Heading back to his car, he dialed the number on his cell, trying to quell the panic rising in his throat. It rang about nine times, but Diane didn't answer. As he squealed away from the curb, he had the hospital operator put him through to Ninth Floor Reception, but no one picked up there either, the voice mail kicking in after four rings. Maybe Clyde had drawn David across town with the phone call so he could attack Diane back at the hospital. Growing increasingly frantic and speeding up, David had the operator put him through to hospital security, whom he alerted. Then he called Peter's office.
"Dr. Alexander is in with a patient, can I take a message?" the office manager intoned.
"It's an emergency. Pull him out." David ran two red lights as he waited for Peter to pick up. "Peter, it's David."
"I'm glad you called. What's this nonsense about police wanting to follow me around everywhere I go? I told them-"
"We'll talk about that later. I just received a 911 page from Diane's room, but when I returned it, there was no answer. Security's on their way up, but I was wondering if you could check in to make sure nothing's wrong. I'll be there in" -David checked his watch- "fifteen minutes."
"Of course. I just wrapped up a vasectomy, so I'll go now. When I get there, I'll call you on your cell phone."
"Thank you." David hung up and raced across town, honking for slower-moving cars to get out of his way. Two women screamed at him, their moving mouths visible through their fast-retreating windshields, and one innovative gentleman in a Chevy flipped him the bird. It seemed an eternity to get across town to Westwood Village, and David pounded the steering wheel, waiting for the light to change at Wilshire and Westwood.

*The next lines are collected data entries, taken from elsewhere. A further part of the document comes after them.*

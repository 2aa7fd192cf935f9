use serde::{Deserialize, Serialize};

/// Marks whether a signal came from a live external source or a locally
/// synthesized placeholder. Placeholder-tagged signals take the documented
/// fallback branches in the scorer.
#[derive(Debug, Clone, Copy, PartialEq, Eq, Serialize, Deserialize)]
#[serde(rename_all = "lowercase")]
pub enum Provenance {
    Live,
    Optimized,
}

impl Provenance {
    pub fn as_str(self) -> &'static str {
        match self {
            Self::Live => "live",
            Self::Optimized => "optimized",
        }
    }
}

/// Flat field-value request for one advisory run, as received at the
/// service boundary.
#[derive(Debug, Clone)]
pub struct FieldConditions {
    pub soil_type: String,
    pub water_availability: String,
    pub location: String,
    pub past_crops: String,
    pub ph_level: f64,
}

/// Percentages of land cover around the area of interest. The percentages
/// are independent weighted features and are not guaranteed to sum to 100.
#[derive(Debug, Clone, Serialize, Deserialize)]
pub struct LandUseSignal {
    pub agriculture: f64,
    pub forest: f64,
    pub water: f64,
    pub barren: f64,
    #[serde(default = "default_land_use_provenance")]
    pub provenance: Provenance,
}

fn default_land_use_provenance() -> Provenance {
    Provenance::Optimized
}

/// Current-conditions weather reading handed in by the collaborator.
#[derive(Debug, Clone, Serialize)]
pub struct WeatherSignal {
    /// Air temperature in degrees Celsius.
    pub temperature: f64,
    /// Relative humidity in percent.
    pub humidity: f64,
    /// Rainfall over the past hour in millimetres.
    pub rain: f64,
    /// Wind speed in metres per second.
    pub wind_speed: f64,
    pub provenance: Provenance,
}

/// Raw observation as read from an observations file. The provider stamps
/// provenance when it promotes this to a `WeatherSignal`.
#[derive(Debug, Clone, Deserialize)]
pub struct WeatherObservation {
    pub temperature: f64,
    pub humidity: f64,
    #[serde(default)]
    pub rain: f64,
    #[serde(default)]
    pub wind_speed: f64,
}

impl WeatherObservation {
    pub fn into_signal(self, provenance: Provenance) -> WeatherSignal {
        WeatherSignal {
            temperature: self.temperature,
            humidity: self.humidity,
            rain: self.rain,
            wind_speed: self.wind_speed,
            provenance,
        }
    }
}

/// Opaque laboratory soil-sample payload. The scorer only checks presence;
/// the contents are echoed back to the caller untouched.
#[derive(Debug, Clone, Serialize, Deserialize)]
pub struct SoilSample(pub serde_json::Value);

#[cfg(test)]
mod tests {
    use super::*;

    #[test]
    fn land_use_provenance_defaults_to_optimized() {
        let signal: LandUseSignal =
            serde_json::from_str(r#"{"agriculture":50,"forest":20,"water":10,"barren":20}"#)
                .expect("land-use json should parse");
        assert_eq!(signal.provenance, Provenance::Optimized);
    }

    #[test]
    fn observation_defaults_missing_rain_and_wind_to_zero() {
        let observation: WeatherObservation =
            serde_json::from_str(r#"{"temperature":28.5,"humidity":65}"#)
                .expect("observation json should parse");
        let signal = observation.into_signal(Provenance::Live);
        assert_eq!(signal.rain, 0.0);
        assert_eq!(signal.wind_speed, 0.0);
        assert_eq!(signal.provenance, Provenance::Live);
    }
}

He zoomed up Westwood and made a screeching right onto Le Conte. He recognized Peter's distinctive gait as Peter waddled slowly back from the hospital toward his office, his cane moving in concert with his right leg. David tried to read his demeanor from a distance. Peter did not seem to be alarmed-he even nodded casually at a crew of lunching construction workers as he passed them by. David pulled his car over and hopped out, hailing Peter just as he made his way beneath the scaffolding flanking the building.

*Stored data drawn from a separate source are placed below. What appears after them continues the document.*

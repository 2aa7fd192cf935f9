pub mod landuse;
pub mod weather;

use crate::registry::AdvisoryRegistry;
use crate::types::report::Coordinates;
use crate::types::signals::{LandUseSignal, SoilSample, WeatherSignal};
use chrono::{DateTime, Utc};
use std::fs;
use std::path::Path;
use tracing::{debug, warn};
use weather::{WeatherCache, WeatherProvider};

/// Everything the engine needs beyond the caller's field conditions,
/// gathered up front so scoring itself never performs I/O.
#[derive(Debug, Clone)]
pub struct Enrichment {
    pub region: String,
    pub coordinates: Coordinates,
    pub land_use: LandUseSignal,
    pub weather: Option<WeatherSignal>,
    pub soil_sample: Option<SoilSample>,
}

/// Input locations for the optional enrichment signals.
pub struct EnrichmentSources<'a> {
    pub placeholder_land_use: LandUseSignal,
    pub land_use_file: Option<&'a Path>,
    pub weather_provider: Option<&'a dyn WeatherProvider>,
    pub soil_sample_file: Option<&'a Path>,
}

/// Resolves the region, looks up representative coordinates, and collects
/// the optional signals. Every failure path downgrades to signal-absent.
pub fn gather(
    registry: &AdvisoryRegistry,
    location: &str,
    sources: &EnrichmentSources,
    cache: &mut WeatherCache,
    now: DateTime<Utc>,
) -> Enrichment {
    let region = registry.detect_region(location);
    let coordinates = registry.region_coordinates(region);
    debug!(region, lat = coordinates.lat, lon = coordinates.lon, "resolved location");

    let land_use = sources
        .land_use_file
        .and_then(landuse::from_file)
        .unwrap_or_else(|| sources.placeholder_land_use.clone());

    let weather = sources
        .weather_provider
        .and_then(|provider| cache.fetch(provider, coordinates.lat, coordinates.lon, now));

    let soil_sample = sources.soil_sample_file.and_then(read_soil_sample);

    Enrichment {
        region: region.to_string(),
        coordinates,
        land_use,
        weather,
        soil_sample,
    }
}

fn read_soil_sample(path: &Path) -> Option<SoilSample> {
    let text = match fs::read_to_string(path) {
        Ok(text) => text,
        Err(error) => {
            warn!(path = %path.display(), %error, "soil sample unavailable");
            return None;
        }
    };
    match serde_json::from_str(&text) {
        Ok(value) => Some(SoilSample(value)),
        Err(error) => {
            warn!(path = %path.display(), %error, "soil sample malformed");
            None
        }
    }
}

#[cfg(test)]
mod tests {
    use super::*;
    use crate::types::signals::Provenance;
    use std::io::Write;

    fn placeholder() -> LandUseSignal {
        LandUseSignal {
            agriculture: 50.0,
            forest: 20.0,
            water: 10.0,
            barren: 20.0,
            provenance: Provenance::Optimized,
        }
    }

    #[test]
    fn gather_without_optional_sources_uses_placeholder_and_absence() {
        let registry = AdvisoryRegistry::builtin();
        let mut cache = WeatherCache::new(300);
        let sources = EnrichmentSources {
            placeholder_land_use: placeholder(),
            land_use_file: None,
            weather_provider: None,
            soil_sample_file: None,
        };

        let enrichment = gather(&registry, "Ludhiana, Punjab", &sources, &mut cache, Utc::now());
        assert_eq!(enrichment.region, "punjab");
        assert_eq!(enrichment.land_use.provenance, Provenance::Optimized);
        assert!(enrichment.weather.is_none());
        assert!(enrichment.soil_sample.is_none());
    }

    #[test]
    fn gather_prefers_live_land_use_when_the_file_parses() {
        let registry = AdvisoryRegistry::builtin();
        let mut cache = WeatherCache::new(300);
        let mut file = tempfile::NamedTempFile::new().expect("temp file should be created");
        write!(
            file,
            r#"{{"agriculture": 65.0, "forest": 25.0, "water": 6.0, "barren": 4.0}}"#
        )
        .expect("land-use json should write");

        let sources = EnrichmentSources {
            placeholder_land_use: placeholder(),
            land_use_file: Some(file.path()),
            weather_provider: None,
            soil_sample_file: None,
        };

        let enrichment = gather(&registry, "Nagpur, Maharashtra", &sources, &mut cache, Utc::now());
        assert_eq!(enrichment.land_use.provenance, Provenance::Live);
        assert_eq!(enrichment.land_use.agriculture, 65.0);
    }

    #[test]
    fn gather_reads_soil_sample_presence() {
        let registry = AdvisoryRegistry::builtin();
        let mut cache = WeatherCache::new(300);
        let mut file = tempfile::NamedTempFile::new().expect("temp file should be created");
        write!(file, r#"{{"nitrogen": 88, "ph": 6.1}}"#).expect("sample json should write");

        let sources = EnrichmentSources {
            placeholder_land_use: placeholder(),
            land_use_file: None,
            weather_provider: None,
            soil_sample_file: Some(file.path()),
        };

        let enrichment = gather(&registry, "Patna, Bihar", &sources, &mut cache, Utc::now());
        assert!(enrichment.soil_sample.is_some());
    }
}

Peter watched David approach, mopping his brow with a handkerchief. "Everything's fine," he called out. "Diane wasn't in her room because she checked out this morning after a good set of exams. She's safe and sound at home as we speak."
David stopped a few feet off the curb. "Then who paged me?"
A loud revving behind him. Peter's face changed instantly, his bushy eyebrows drawing apart and up. "Move!" he cried out.
In dreamlike slow motion, David pivoted and saw the chipped brown Crown Victoria peeling out from an alley onto Le Conte, Clyde's wide figure hunched over the wheel, pistol-bearing hand extended toward the windshield. The alley was no more than fifteen yards away, and the vehicle bore down on him quickly. For an awful instant, David's legs froze. He felt the pounding of his heart in his ears as the car barreled toward him, and then he turned and dashed for the cover of the scaffolding.
The deafening report of a gunshot. The bullet cracking the air beside David's head as it sailed past. He did not turn; he kept his eyes ahead, focused on the next four steps, which would bring him to the curb.
The car seemed to fill the air behind him. David dove off the street into the safety of the scaffolding, knocking over a toolbox and rolling to a stop between a sledgehammer and two sturdy 4-by-4s. The Crown Victoria hit the curb about ten feet away, one tire popping. It hurtled at David, plowing through the scaffolding, snapping the rails like toothpicks and sending chunks of wood airborne. A sharp pain seized David's left side, and he felt himself go momentarily light-headed. A raised wedge of plywood intervened just before the Crown Victoria could crush David, tilting the car to one side so the remaining inflated rear tire could no longer find purchase.
Clyde revved the engine to a deafening pitch, the back tires spinning and sending up showers of splinters and dirt, then the car suddenly quieted, the steaming front grill so close to David's face he could have reached out and stroked the grimy metal.
The scaffolding leaned and creaked fearsomely overhead, but did not collapse.
Behind him, David heard Peter rustling in the debris. He felt moisture spreading through his shirt around the site of his pain, but he did not tear his eyes from the car. A bullet had penetrated the window in its lower left quadrant, spiderwebbing the glass around it. Clyde's face, pressed forward against the steering wheel, drew suddenly back, and the flat eyes, accented by the bright red smear of a forehead gash, stared at him.